Farmer John commanded his cows to search for different sets of numbers that sum to a given number. The cows use only numbers that are an integer power of 2. Here are the possible sets of numbers that sum to 7: 

1) 1+1+1+1+1+1+1 
2) 1+1+1+1+1+2 
3) 1+1+1+2+2 
4) 1+1+1+4 
5) 1+2+2+2 
6) 1+2+4 

Help FJ count all possible representations for a given integer N (1 <= N <= 1,000,000). 

Input

A single line with a single integer, N.

Output

The number of ways to represent N as the indicated sum.
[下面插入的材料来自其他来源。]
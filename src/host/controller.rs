// Highlighter controller - wires host events to the refresh engine
//
// Owns the animation timer and the per-document debounce timers. The host's
// command layer calls into this from its own event loop; all timing runs on
// the tokio runtime whose handle is passed in at construction. Spawned tasks
// hold only a Weak reference back to the controller so a dropped highlighter
// cannot be kept alive by its own timers.

use crate::host::{EditorSurface, RandomSource, StyleSlot, ThreadRngSource, WorkspaceHost};
use crate::metrics::Metrics;
use crate::models::{ConfigError, ConfigPatch, DocumentId, HighlightConfig};
use crate::services::refresh::{RefreshEngine, RefreshOutcome, BLINK_DURATION};
use crate::state::{StateChange, StateManager};
use std::collections::HashMap;
use std::sync::atomic::{AtomicBool, Ordering};
use std::sync::{Arc, Mutex, Weak};
use std::time::Duration;
use tokio::task::JoinHandle;
use tokio::time::MissedTickBehavior;

/// Delay between a text change and the refresh it triggers, coalescing a
/// burst of keystrokes into one refresh.
pub const DEBOUNCE_DELAY: Duration = Duration::from_millis(100);

/// The keyword highlighter as the host sees it.
///
/// One instance per host session, handed to the command layer at startup and
/// threaded through every handler. Public operations:
///
/// - [`toggle`](Self::toggle) / [`enable`](Self::enable) /
///   [`disable`](Self::disable)
/// - [`update_configuration`](Self::update_configuration)
/// - [`notify_text_changed`](Self::notify_text_changed),
///   [`notify_active_editor_changed`](Self::notify_active_editor_changed),
///   [`notify_visible_editors_changed`](Self::notify_visible_editors_changed)
/// - [`dispose`](Self::dispose)
///
/// # Related Types
///
/// - [`crate::state::StateManager`]: holds the enabled flag, configuration,
///   and phase; emits [`StateChange`] events hosts can subscribe to
/// - [`crate::services::refresh::RefreshEngine`]: performs the actual
///   decoration work
/// - [`WorkspaceHost`] / [`EditorSurface`]: the host-supplied view of visible
///   editors
pub struct Highlighter {
    state: Arc<StateManager>,
    engine: Arc<RefreshEngine>,
    workspace: Arc<dyn WorkspaceHost>,
    metrics: Arc<Metrics>,
    runtime: tokio::runtime::Handle,

    /// Animation driver task; replaced when the interval changes.
    animation: Mutex<Option<JoinHandle<()>>>,

    /// Pending debounced refresh per document. A new text change aborts and
    /// replaces the pending task, so at most one refresh is in flight per
    /// document.
    debounces: Mutex<HashMap<DocumentId, JoinHandle<()>>>,

    /// Set once by [`dispose`](Self::dispose); deferred callbacks check this
    /// before touching a surface.
    disposed: AtomicBool,
}

impl Highlighter {
    /// Build a highlighter with the default random source.
    pub fn new(
        state: Arc<StateManager>,
        workspace: Arc<dyn WorkspaceHost>,
        runtime: tokio::runtime::Handle,
    ) -> Arc<Self> {
        Self::with_random_source(state, workspace, runtime, Arc::new(ThreadRngSource))
    }

    /// Build with an explicit random source (tests inject deterministic
    /// draws for blink behavior).
    pub fn with_random_source(
        state: Arc<StateManager>,
        workspace: Arc<dyn WorkspaceHost>,
        runtime: tokio::runtime::Handle,
        rng: Arc<dyn RandomSource>,
    ) -> Arc<Self> {
        let metrics = Arc::new(Metrics::new());
        let engine = Arc::new(RefreshEngine::new(rng, Arc::clone(&metrics)));

        Arc::new(Self {
            state,
            engine,
            workspace,
            metrics,
            runtime,
            animation: Mutex::new(None),
            debounces: Mutex::new(HashMap::new()),
            disposed: AtomicBool::new(false),
        })
    }

    pub fn is_enabled(&self) -> bool {
        self.state.read(|s| s.enabled)
    }

    pub fn metrics(&self) -> Arc<Metrics> {
        Arc::clone(&self.metrics)
    }

    /// Enable if disabled, disable if enabled.
    pub fn toggle(self: &Arc<Self>) {
        if self.is_enabled() {
            self.disable();
        } else {
            self.enable();
        }
    }

    /// Start highlighting: switch on, start the animation driver, refresh
    /// every visible editor.
    pub fn enable(self: &Arc<Self>) {
        if self.is_disposed() || self.is_enabled() {
            return;
        }

        self.state.set_enabled(true);
        tracing::info!("highlighter enabled");
        self.start_animation();
        self.refresh_all();
    }

    /// Stop highlighting: cancel the timers and strip every decoration from
    /// live surfaces.
    pub fn disable(&self) {
        if !self.is_enabled() {
            return;
        }

        self.state.set_enabled(false);
        self.stop_animation();
        self.abort_debounces();
        self.clear_all_surfaces(self.state.read(|s| s.config.colors.len()));
        tracing::info!("highlighter disabled");
    }

    /// Merge `patch` over the active configuration and re-apply.
    ///
    /// Invalid patches are rejected with a [`ConfigError`] and change
    /// nothing. Valid patches swap the configuration wholesale; the animation
    /// timer is restarted when the interval changed (a running timer never
    /// adapts mid-flight), slots orphaned by a palette shrink are cleared,
    /// and a full refresh pass runs.
    pub fn update_configuration(self: &Arc<Self>, patch: &ConfigPatch) -> Result<(), ConfigError> {
        let old_palette_len = self.state.read(|s| s.config.colors.len());
        let changes = self.state.apply_patch(patch)?;
        self.metrics.record_config_update();

        let interval_changed = changes.iter().any(|change| {
            matches!(
                change,
                StateChange::ConfigurationChanged {
                    interval_changed: true
                }
            )
        });
        tracing::info!(?patch, interval_changed, "configuration updated");

        if self.is_enabled() {
            let new_palette_len = self.state.read(|s| s.config.colors.len());
            self.clear_all_surfaces(old_palette_len.max(new_palette_len));
            if interval_changed {
                self.start_animation();
            }
            self.refresh_all();
        }

        Ok(())
    }

    /// Schedule a debounced refresh for `document`.
    ///
    /// A second notification inside the debounce window rearms the timer
    /// instead of stacking a second refresh.
    pub fn notify_text_changed(self: &Arc<Self>, document: &DocumentId) {
        if self.is_disposed() || !self.is_enabled() {
            return;
        }

        let weak = Arc::downgrade(self);
        let id = document.clone();
        let handle = self.runtime.spawn(async move {
            tokio::time::sleep(DEBOUNCE_DELAY).await;
            let Some(this) = weak.upgrade() else {
                return;
            };
            if this.is_disposed() || !this.is_enabled() {
                return;
            }
            this.refresh_document(&id);
        });

        let mut debounces = self.debounces.lock().unwrap();
        if let Some(previous) = debounces.insert(document.clone(), handle) {
            if !previous.is_finished() {
                previous.abort();
                self.metrics.record_debounce_rearm();
            }
        }
    }

    /// Refresh every visible editor immediately.
    pub fn notify_active_editor_changed(self: &Arc<Self>) {
        self.refresh_all();
    }

    /// Refresh every visible editor immediately.
    pub fn notify_visible_editors_changed(self: &Arc<Self>) {
        self.refresh_all();
    }

    /// Release every owned resource. Idempotent.
    ///
    /// Cancels the animation and debounce tasks synchronously and strips
    /// decorations from live surfaces. In-flight blink reversals are not
    /// cancelled; they check the disposal flag before touching anything.
    pub fn dispose(&self) {
        if self.disposed.swap(true, Ordering::SeqCst) {
            return;
        }

        self.stop_animation();
        self.abort_debounces();
        self.clear_all_surfaces(self.state.read(|s| s.config.colors.len()));
        self.state.set_enabled(false);
        self.metrics.log_summary();
        tracing::info!("highlighter disposed");
    }

    fn is_disposed(&self) -> bool {
        self.disposed.load(Ordering::SeqCst)
    }

    /// (Re)start the animation driver with the configured interval.
    ///
    /// Each tick advances the phase one step and refreshes every visible
    /// editor. Replacing the task is how interval changes take effect.
    fn start_animation(self: &Arc<Self>) {
        let interval = self.state.read(|s| s.config.animation_interval());
        let weak = Arc::downgrade(self);

        let handle = self.runtime.spawn(async move {
            let mut ticker = tokio::time::interval(interval);
            ticker.set_missed_tick_behavior(MissedTickBehavior::Skip);
            // The first tick completes immediately; consume it so the loop
            // fires on the period boundary.
            ticker.tick().await;

            loop {
                ticker.tick().await;
                let Some(this) = weak.upgrade() else {
                    break;
                };
                if this.is_disposed() || !this.is_enabled() {
                    break;
                }

                let phase = this.state.advance_phase();
                this.metrics.record_phase_tick();
                tracing::debug!(phase, "animation tick");
                this.refresh_all();
            }
        });

        if let Some(previous) = self.animation.lock().unwrap().replace(handle) {
            previous.abort();
        }
    }

    fn stop_animation(&self) {
        if let Some(handle) = self.animation.lock().unwrap().take() {
            handle.abort();
        }
    }

    fn abort_debounces(&self) {
        for (_, handle) in self.debounces.lock().unwrap().drain() {
            handle.abort();
        }
    }

    fn refresh_all(self: &Arc<Self>) {
        if self.is_disposed() || !self.is_enabled() {
            return;
        }

        let (config, phase) = self.state.read(|s| (s.config.clone(), s.phase));
        for surface in self.workspace.visible_editors() {
            self.refresh_surface(surface, &config, phase);
        }
    }

    fn refresh_document(self: &Arc<Self>, id: &DocumentId) {
        let (config, phase) = self.state.read(|s| (s.config.clone(), s.phase));
        for surface in self.workspace.visible_editors() {
            if &surface.document().id == id {
                self.refresh_surface(surface, &config, phase);
            }
        }
    }

    fn refresh_surface(
        self: &Arc<Self>,
        surface: Arc<dyn EditorSurface>,
        config: &HighlightConfig,
        phase: usize,
    ) {
        let outcome = self.engine.refresh(surface.as_ref(), config, phase);

        if let RefreshOutcome::Applied {
            blink_applied: true,
            ..
        } = outcome
        {
            let weak = Arc::downgrade(self);
            self.runtime.spawn(async move {
                tokio::time::sleep(BLINK_DURATION).await;
                let Some(this) = weak.upgrade() else {
                    return;
                };
                if !this.is_disposed() && surface.is_live() {
                    surface.clear_decorations(StyleSlot::Blink);
                }
            });
        }
    }

    fn clear_all_surfaces(&self, palette_len: usize) {
        for surface in self.workspace.visible_editors() {
            if !surface.is_live() {
                continue;
            }
            for index in 0..palette_len {
                surface.clear_decorations(StyleSlot::Palette(index));
            }
            surface.clear_decorations(StyleSlot::Blink);
        }
    }
}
Due to the potential huge size of this number, print only last 9 digits (in base 10 representation).

Sample Input

7

Sample Output

6

题目大意：给出一个数，求出和等于给出数的不同集合数，集合里的数只能是2的k次幂。

解题思路：定义dp[i]为数字i的最多集合数，当i为奇数时，dp[i] = dp[i - 1]；当i为偶数时，dp[i - 1]中的每个集合加1得到dp[i]中所有含1的集合，而dp[i / 2]乘2得到dp[i]中只有偶数的集合。

代码如下：

#include <algorithm>
#include <cctype>
#include <climits>
#include <cmath>
#include <cstdio>
#include <cstdlib>
#include <cstring>
#include <map>
#include <queue>
#include <set>
#include <stack>
#include <vector>
#define EPS 1e-6
#define INF INT_MAX / 10
#define LL long long
#define MOD 1000000000
#define PI acos(-1.0)
using namespace std;

const int maxn = 1000005;

LL dp[maxn];

int main()
{
    int n;
    scanf("%d",&n);
    dp[1] = 1;
    for(int i = 2;i <= n;i++){
        if(i % 2){
            dp[i] = dp[i - 1] % MOD;
        }
        else{
            dp[i] = dp[i - 1] % MOD + dp[i >> 1] % MOD;
        }
    }
    printf("%lld\n",dp[n]);
    return 0;
}